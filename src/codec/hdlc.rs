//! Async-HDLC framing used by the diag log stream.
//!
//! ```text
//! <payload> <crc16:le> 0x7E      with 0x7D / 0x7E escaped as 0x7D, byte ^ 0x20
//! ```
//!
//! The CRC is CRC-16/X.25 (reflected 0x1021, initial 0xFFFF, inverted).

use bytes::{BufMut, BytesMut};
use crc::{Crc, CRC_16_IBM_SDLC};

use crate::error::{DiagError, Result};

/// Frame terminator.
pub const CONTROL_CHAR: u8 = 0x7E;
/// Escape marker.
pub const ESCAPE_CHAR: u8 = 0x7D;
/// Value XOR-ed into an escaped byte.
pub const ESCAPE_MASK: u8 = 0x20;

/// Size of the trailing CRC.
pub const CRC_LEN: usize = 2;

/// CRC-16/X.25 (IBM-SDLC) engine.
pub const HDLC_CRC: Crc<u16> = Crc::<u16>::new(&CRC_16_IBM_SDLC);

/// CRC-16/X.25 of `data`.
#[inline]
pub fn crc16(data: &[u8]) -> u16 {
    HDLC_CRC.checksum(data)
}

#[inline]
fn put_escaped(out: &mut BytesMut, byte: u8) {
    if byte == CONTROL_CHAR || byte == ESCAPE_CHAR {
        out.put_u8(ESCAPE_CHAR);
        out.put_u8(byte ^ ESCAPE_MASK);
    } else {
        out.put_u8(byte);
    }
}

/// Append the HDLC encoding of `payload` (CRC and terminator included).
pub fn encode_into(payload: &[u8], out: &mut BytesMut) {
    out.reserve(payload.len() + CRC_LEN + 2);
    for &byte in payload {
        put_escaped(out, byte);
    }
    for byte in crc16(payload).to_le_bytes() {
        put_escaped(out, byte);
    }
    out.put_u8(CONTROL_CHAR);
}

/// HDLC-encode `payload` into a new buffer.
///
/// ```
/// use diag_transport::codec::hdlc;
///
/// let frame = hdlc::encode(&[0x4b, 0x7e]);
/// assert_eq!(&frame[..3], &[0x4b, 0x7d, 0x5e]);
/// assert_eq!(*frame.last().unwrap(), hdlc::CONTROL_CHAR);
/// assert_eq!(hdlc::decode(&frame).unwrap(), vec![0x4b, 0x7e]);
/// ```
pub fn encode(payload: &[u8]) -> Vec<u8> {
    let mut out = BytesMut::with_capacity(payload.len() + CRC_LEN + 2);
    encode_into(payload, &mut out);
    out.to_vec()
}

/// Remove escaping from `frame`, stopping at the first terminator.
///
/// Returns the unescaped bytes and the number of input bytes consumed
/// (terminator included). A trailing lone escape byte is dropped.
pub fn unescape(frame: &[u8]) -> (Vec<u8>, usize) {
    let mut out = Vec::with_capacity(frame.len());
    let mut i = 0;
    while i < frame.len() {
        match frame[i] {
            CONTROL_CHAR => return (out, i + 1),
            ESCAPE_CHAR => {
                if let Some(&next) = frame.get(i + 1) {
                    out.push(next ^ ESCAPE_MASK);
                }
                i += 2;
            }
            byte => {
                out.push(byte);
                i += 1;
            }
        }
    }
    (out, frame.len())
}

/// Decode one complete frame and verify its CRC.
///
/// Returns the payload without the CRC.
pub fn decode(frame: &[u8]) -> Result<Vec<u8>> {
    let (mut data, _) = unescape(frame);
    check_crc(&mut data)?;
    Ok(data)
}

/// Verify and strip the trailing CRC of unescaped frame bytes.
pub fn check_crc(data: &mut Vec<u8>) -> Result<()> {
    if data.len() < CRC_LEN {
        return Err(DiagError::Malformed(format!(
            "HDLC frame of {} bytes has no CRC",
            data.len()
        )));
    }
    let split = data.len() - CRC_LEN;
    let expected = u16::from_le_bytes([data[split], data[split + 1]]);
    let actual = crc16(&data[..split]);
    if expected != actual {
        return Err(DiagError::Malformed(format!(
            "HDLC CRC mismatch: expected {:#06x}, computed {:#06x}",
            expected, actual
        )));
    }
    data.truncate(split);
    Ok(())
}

*****

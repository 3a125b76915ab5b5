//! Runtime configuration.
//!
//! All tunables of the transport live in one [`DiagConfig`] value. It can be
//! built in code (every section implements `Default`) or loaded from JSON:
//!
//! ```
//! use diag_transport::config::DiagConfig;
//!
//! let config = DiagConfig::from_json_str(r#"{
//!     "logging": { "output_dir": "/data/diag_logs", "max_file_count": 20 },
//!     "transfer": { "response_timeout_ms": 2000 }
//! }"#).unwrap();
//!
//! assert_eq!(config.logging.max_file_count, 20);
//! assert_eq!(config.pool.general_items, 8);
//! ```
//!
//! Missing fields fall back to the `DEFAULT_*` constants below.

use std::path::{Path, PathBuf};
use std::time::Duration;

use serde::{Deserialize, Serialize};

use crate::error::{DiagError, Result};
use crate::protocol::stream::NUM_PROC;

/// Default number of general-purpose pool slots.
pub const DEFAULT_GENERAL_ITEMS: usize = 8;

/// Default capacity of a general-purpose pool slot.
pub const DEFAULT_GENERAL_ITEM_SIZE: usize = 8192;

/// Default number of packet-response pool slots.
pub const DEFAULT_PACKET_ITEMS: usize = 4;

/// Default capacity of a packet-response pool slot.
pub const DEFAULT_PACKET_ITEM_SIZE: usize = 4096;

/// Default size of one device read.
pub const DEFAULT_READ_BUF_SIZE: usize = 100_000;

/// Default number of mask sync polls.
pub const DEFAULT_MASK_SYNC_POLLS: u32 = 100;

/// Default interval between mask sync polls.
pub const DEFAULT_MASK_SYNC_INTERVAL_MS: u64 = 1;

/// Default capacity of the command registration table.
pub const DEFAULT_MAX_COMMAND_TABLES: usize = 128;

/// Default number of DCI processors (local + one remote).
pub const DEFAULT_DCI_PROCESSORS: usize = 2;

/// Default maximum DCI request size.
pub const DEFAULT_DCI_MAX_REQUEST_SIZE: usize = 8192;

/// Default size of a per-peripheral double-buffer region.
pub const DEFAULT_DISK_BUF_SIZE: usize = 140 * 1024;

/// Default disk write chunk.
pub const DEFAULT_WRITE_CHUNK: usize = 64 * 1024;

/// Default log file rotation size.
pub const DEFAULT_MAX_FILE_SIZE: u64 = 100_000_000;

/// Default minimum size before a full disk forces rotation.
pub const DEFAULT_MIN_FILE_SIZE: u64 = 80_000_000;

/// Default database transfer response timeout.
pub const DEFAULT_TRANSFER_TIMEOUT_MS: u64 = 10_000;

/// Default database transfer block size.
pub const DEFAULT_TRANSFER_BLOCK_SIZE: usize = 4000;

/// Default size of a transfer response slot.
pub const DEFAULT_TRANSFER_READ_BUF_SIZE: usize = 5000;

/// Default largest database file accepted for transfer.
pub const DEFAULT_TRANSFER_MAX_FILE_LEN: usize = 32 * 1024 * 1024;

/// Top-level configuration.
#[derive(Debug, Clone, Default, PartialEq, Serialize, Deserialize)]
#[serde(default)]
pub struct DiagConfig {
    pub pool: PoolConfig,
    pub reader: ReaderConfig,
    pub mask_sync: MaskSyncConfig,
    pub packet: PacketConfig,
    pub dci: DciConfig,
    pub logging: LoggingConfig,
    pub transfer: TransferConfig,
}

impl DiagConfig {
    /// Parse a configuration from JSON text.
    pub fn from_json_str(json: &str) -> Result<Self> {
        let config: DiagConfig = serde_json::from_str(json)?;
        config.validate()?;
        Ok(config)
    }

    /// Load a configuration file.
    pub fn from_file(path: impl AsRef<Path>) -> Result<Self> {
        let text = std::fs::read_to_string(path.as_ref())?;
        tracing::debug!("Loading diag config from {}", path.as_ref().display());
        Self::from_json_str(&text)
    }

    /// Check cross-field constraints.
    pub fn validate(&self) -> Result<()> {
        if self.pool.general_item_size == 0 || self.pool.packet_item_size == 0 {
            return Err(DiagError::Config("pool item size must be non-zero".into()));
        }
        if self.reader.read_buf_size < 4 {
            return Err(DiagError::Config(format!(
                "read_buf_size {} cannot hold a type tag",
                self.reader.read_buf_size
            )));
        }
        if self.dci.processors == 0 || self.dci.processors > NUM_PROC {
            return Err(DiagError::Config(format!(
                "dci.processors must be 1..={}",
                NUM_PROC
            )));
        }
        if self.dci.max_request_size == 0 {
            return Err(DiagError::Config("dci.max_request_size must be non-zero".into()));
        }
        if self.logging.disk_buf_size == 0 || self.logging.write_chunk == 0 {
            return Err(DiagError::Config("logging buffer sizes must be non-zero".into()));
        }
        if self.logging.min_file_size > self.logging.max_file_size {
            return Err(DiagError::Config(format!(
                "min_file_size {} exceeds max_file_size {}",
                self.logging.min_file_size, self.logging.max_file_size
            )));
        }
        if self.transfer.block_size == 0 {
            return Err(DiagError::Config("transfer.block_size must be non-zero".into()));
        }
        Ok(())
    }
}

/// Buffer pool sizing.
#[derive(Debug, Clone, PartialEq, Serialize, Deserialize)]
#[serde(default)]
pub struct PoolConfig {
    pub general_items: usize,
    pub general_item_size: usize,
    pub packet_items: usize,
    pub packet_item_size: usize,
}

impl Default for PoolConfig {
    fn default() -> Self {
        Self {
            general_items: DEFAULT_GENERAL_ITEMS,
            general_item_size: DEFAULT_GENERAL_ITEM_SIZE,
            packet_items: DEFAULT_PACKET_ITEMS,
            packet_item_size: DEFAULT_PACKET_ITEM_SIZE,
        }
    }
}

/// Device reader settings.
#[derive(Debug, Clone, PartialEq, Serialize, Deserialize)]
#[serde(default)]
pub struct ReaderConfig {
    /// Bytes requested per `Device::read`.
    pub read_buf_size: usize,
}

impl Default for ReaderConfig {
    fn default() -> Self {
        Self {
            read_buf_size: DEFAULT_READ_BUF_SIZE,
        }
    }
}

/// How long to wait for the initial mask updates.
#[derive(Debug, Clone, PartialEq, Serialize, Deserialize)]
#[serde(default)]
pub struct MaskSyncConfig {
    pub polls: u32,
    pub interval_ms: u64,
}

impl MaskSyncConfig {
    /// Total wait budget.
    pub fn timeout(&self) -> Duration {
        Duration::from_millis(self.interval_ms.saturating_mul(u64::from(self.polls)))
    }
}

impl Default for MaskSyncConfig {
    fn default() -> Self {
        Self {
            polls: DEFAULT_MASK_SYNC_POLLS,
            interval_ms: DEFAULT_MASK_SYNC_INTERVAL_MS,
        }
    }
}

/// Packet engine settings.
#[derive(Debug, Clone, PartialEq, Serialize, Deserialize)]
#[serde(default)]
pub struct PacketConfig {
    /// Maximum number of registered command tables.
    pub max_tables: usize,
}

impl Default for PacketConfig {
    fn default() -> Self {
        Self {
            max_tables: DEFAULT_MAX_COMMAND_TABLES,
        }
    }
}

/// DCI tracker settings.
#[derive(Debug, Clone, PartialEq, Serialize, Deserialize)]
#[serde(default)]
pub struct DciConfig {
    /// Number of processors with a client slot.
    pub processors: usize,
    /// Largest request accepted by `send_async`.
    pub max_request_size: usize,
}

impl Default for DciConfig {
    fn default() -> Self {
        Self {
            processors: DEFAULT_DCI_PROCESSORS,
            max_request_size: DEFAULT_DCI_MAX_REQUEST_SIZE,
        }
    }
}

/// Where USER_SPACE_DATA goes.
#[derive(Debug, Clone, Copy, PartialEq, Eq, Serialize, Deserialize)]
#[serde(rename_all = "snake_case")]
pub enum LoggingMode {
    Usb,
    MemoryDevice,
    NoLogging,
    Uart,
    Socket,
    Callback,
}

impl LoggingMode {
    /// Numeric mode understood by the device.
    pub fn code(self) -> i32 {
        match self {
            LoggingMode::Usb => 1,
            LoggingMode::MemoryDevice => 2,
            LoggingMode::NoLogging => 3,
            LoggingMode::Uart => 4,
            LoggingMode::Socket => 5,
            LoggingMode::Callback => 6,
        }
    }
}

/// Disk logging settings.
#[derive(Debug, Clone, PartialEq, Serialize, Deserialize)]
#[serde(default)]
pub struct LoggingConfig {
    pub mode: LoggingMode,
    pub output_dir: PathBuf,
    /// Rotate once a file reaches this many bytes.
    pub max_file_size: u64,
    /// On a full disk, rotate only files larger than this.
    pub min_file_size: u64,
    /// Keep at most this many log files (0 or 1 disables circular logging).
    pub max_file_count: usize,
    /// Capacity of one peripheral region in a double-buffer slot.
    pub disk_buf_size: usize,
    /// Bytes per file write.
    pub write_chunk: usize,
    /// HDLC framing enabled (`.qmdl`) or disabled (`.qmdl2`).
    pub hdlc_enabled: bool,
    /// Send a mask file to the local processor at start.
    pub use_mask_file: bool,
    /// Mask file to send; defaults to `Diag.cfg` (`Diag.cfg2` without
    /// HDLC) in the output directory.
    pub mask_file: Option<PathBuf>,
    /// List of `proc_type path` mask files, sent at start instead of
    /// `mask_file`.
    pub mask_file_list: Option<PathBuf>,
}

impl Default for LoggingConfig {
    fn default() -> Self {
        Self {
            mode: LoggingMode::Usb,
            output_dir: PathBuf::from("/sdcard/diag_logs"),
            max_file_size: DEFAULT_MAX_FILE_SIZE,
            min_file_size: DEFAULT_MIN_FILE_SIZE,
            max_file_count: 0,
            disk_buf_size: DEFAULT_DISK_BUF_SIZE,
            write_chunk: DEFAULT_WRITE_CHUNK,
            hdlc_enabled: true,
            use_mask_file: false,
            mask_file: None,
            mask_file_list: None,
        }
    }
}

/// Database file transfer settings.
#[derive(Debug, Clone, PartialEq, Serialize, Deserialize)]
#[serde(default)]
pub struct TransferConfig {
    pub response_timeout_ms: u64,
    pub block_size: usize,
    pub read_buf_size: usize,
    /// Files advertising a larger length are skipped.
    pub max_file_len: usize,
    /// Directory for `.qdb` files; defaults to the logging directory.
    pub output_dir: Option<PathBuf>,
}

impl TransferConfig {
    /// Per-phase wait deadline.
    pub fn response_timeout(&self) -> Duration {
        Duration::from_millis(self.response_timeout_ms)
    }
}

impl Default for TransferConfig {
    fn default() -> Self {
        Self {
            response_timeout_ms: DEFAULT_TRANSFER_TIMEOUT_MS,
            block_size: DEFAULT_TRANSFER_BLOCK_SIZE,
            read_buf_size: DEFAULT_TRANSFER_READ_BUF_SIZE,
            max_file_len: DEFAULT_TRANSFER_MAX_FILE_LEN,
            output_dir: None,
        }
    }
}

*****

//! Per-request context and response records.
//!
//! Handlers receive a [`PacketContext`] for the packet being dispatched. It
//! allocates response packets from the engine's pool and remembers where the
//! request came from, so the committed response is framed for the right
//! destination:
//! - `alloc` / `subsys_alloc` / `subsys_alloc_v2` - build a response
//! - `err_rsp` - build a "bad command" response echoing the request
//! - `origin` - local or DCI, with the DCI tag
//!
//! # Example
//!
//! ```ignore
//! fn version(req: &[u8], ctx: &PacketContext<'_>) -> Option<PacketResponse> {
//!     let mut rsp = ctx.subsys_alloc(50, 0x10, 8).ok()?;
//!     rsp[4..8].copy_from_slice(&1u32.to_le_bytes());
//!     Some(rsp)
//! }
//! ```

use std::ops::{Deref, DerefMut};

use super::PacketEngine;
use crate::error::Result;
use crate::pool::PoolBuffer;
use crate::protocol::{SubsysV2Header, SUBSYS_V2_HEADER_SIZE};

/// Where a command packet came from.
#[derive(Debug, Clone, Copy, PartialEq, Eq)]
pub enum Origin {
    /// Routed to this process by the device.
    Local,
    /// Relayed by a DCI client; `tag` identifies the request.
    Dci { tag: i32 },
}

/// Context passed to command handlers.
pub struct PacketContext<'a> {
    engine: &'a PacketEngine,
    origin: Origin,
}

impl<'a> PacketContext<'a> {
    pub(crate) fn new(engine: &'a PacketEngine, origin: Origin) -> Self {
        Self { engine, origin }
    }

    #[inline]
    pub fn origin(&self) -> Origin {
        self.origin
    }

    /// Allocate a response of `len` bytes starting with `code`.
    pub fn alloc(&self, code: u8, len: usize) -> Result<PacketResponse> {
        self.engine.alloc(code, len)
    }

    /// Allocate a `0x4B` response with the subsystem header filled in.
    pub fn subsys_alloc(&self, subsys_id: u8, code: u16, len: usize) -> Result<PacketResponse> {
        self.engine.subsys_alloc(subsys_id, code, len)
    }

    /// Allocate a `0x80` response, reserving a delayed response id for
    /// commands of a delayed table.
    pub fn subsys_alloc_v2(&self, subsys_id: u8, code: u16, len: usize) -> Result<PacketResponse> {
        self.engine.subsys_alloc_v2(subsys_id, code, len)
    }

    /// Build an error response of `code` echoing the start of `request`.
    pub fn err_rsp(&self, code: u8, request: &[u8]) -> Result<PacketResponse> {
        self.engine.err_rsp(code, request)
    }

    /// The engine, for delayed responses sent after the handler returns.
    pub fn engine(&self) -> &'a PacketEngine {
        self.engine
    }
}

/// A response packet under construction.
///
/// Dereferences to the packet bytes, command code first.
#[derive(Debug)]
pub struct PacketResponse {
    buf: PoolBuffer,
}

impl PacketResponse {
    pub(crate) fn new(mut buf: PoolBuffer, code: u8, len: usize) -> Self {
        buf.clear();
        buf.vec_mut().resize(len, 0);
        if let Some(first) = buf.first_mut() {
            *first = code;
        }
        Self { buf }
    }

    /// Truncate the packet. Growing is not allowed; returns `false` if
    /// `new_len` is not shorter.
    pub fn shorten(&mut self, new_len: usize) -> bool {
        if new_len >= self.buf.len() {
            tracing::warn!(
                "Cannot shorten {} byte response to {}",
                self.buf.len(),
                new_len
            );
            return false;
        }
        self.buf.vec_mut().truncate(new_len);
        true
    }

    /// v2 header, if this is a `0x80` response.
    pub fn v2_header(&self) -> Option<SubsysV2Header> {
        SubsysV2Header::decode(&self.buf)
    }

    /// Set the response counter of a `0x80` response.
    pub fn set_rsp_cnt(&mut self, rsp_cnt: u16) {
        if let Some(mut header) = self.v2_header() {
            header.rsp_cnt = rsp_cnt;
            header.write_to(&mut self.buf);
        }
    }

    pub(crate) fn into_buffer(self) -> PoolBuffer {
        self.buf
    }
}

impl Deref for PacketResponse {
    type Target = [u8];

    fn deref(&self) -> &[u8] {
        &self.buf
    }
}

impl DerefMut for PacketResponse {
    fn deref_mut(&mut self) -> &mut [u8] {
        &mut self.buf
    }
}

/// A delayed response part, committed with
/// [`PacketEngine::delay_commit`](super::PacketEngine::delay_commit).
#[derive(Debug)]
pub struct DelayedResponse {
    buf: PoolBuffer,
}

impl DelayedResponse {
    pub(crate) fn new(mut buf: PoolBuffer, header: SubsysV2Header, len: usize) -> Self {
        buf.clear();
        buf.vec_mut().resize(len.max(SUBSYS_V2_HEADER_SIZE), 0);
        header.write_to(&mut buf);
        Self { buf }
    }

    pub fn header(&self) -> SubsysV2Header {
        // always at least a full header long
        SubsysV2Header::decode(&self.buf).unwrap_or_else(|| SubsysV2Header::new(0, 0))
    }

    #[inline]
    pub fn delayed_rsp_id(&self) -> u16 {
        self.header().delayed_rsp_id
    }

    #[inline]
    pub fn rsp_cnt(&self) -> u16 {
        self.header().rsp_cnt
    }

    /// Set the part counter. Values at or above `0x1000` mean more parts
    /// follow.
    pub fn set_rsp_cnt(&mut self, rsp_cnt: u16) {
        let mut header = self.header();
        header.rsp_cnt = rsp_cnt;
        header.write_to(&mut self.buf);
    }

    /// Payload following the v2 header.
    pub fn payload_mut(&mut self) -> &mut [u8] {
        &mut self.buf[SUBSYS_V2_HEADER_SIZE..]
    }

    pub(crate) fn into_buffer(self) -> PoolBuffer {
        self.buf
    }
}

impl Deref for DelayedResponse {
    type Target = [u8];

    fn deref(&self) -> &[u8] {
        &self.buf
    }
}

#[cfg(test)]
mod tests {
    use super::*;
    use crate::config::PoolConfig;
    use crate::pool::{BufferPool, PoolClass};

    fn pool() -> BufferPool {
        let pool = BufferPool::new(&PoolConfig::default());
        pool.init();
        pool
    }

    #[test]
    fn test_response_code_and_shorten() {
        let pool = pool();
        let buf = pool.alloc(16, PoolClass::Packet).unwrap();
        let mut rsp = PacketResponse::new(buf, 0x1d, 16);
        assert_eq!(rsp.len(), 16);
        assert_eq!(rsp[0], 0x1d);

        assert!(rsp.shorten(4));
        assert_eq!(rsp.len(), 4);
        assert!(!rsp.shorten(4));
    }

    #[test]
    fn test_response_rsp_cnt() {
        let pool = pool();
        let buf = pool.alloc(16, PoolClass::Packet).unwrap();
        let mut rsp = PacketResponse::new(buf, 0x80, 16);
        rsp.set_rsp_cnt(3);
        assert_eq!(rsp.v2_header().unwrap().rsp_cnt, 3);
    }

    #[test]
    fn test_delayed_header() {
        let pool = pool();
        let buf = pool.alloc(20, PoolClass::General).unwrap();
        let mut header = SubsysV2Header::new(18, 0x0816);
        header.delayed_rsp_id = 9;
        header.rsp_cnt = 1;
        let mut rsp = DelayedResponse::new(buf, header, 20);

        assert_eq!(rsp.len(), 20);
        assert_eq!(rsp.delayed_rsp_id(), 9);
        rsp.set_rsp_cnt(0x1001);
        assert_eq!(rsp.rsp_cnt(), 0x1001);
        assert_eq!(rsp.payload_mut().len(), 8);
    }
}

*****

For this exercise, please output exactly the lines above starting at the line with "a double-buffer slot." and ending at the line with "length are skipped.", ends included.

- _REPLY TO THE TASK_:
    /// Capacity of one peripheral region in a double-buffer slot.
    pub disk_buf_size: usize,
    /// Bytes per file write.
    pub write_chunk: usize,
    /// HDLC framing enabled (`.qmdl`) or disabled (`.qmdl2`).
    pub hdlc_enabled: bool,
    /// Send a mask file to the local processor at start.
    pub use_mask_file: bool,
    /// Mask file to send; defaults to `Diag.cfg` (`Diag.cfg2` without
    /// HDLC) in the output directory.
    pub mask_file: Option<PathBuf>,
    /// List of `proc_type path` mask files, sent at start instead of
    /// `mask_file`.
    pub mask_file_list: Option<PathBuf>,
}

impl Default for LoggingConfig {
    fn default() -> Self {
        Self {
            mode: LoggingMode::Usb,
            output_dir: PathBuf::from("/sdcard/diag_logs"),
            max_file_size: DEFAULT_MAX_FILE_SIZE,
            min_file_size: DEFAULT_MIN_FILE_SIZE,
            max_file_count: 0,
            disk_buf_size: DEFAULT_DISK_BUF_SIZE,
            write_chunk: DEFAULT_WRITE_CHUNK,
            hdlc_enabled: true,
            use_mask_file: false,
            mask_file: None,
            mask_file_list: None,
        }
    }
}

/// Database file transfer settings.
#[derive(Debug, Clone, PartialEq, Serialize, Deserialize)]
#[serde(default)]
pub struct TransferConfig {
    pub response_timeout_ms: u64,
    pub block_size: usize,
    pub read_buf_size: usize,
    /// Files advertising a larger length are skipped.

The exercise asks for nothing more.